Back home Kelly’s grandfather had worked for the copper mines in the state’s Upper Peninsula, his father in the auto factories near the town named like poison. The mines were long exhausted, the mine towns exhausted too. The factories weren’t hiring or they were paying half wages and no benefits or they were closed. If there wouldn’t be work, what else was there to go home to? Nothing Kelly wanted again.

Gas was cheap and a dollar could buy Kelly twenty miles in his ancient red Firebird, the car all he had to show for a year spent in fast food, his wrestler’s body hungry over the fryers. How far he escaped depended on how he drove but he wasn’t so careful in those days, liked to depress the pedal past prudence. He picked a southern city, rented an apartment, slowly bought used furniture, dishes, appliances. Then a progression of years, compressed into a list of occupations: there was work in kitchens, work in lumberyards, work painting the sides of houses, and then building houses too, framework and roofing and drywall, wallpaper and paint. There were girls but for a long time nothing steady. All he had left were isolated incidents, recurring images preserved by their rarity: the opening clasp of a front-closure bra, the first time a hand slid down the front of his undone jeans without his asking, the way community-college legs crossed in the low cramp of the Firebird’s passenger seat.

He didn’t remember anyone’s name from those years. Not the names of the girls, not the names of the boys he had wrestled with, not the names of the men he had worked beside.

As a boy he’d thought to know the name of a thing was to love it. But his father had known his name. So had his mother who had done nothing, said nothing.

There was a painter with the construction outfit with hands too big for his body and after a shared brawl in a dive bar parking lot it was this man who first took Kelly to the gym, said he saw a nervous energy Kelly needed somewhere to put. Kelly lowered his bruised face and said yes, lifted his busted hands. He’d missed the combat part of wrestling, the working out of aggressions in the mat room. Together Kelly and the painter lifted weights, hit the speed bag and the heavy bag until the painter said Kelly was ready to spar.

The painter was right: there was something Kelly had been looking for and here in the gym he was finding it, better than wrestling. More his own. The absence of his father, his father’s coaching. The complete absence of team . When sparring Kelly didn’t have the right kind of quickness and he wasn’t strong enough but he was plenty angry if provoked right. He’d move his feet wrong, sluggish, hold his hands too wide, but after the first few punches got through he’d discover his anger, find his gait. He wore himself out quick and never won anything but he made a lot of faces uglier, colored some ribs black and blue. He told the painter he saw better with blood in his eyes, with one eye bruised shut. He didn’t smile when he was joking. He didn’t know how to look friendly enough with his teeth bared.

What he remembered most was how much he had wanted the hitting, the being hit. Direct damage replacing submission, fists in place of locks and holds. He craved the space right before a punch landed in either direction, how there was a second where you could put a thought in harm’s way, let it get pulverized within a crater of flesh. He started to cut all ties with home, as easy as refusing to call. By the time he came back north, many years later, he had all the agency he’d ever thought to wish for. Even if his parents had lived forever he would have found a way to orphan himself.

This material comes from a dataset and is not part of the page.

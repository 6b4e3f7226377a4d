//! Statistics and metrics

pub mod metrics;

pub use metrics::RelayStats;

He went to the church on the wrong days too, to watch other people pray. The kneeling and rocking, the low murmur of their speaking in tongues, mimicking the voices of angels. The habits of his parents, his parents’ friends, the parents of his friends. The prayers of thanks, the prayers of protection from suffering, the prayers of thanks for how suffering made them strong. He’d carried a rosary in his pocket long after he stopped believing but one day he’d left it behind, abruptly filled with ridiculous mistrust of its possession. He wasn’t about to start speaking in tongues again but he still liked the way those beads looked between other people’s hands.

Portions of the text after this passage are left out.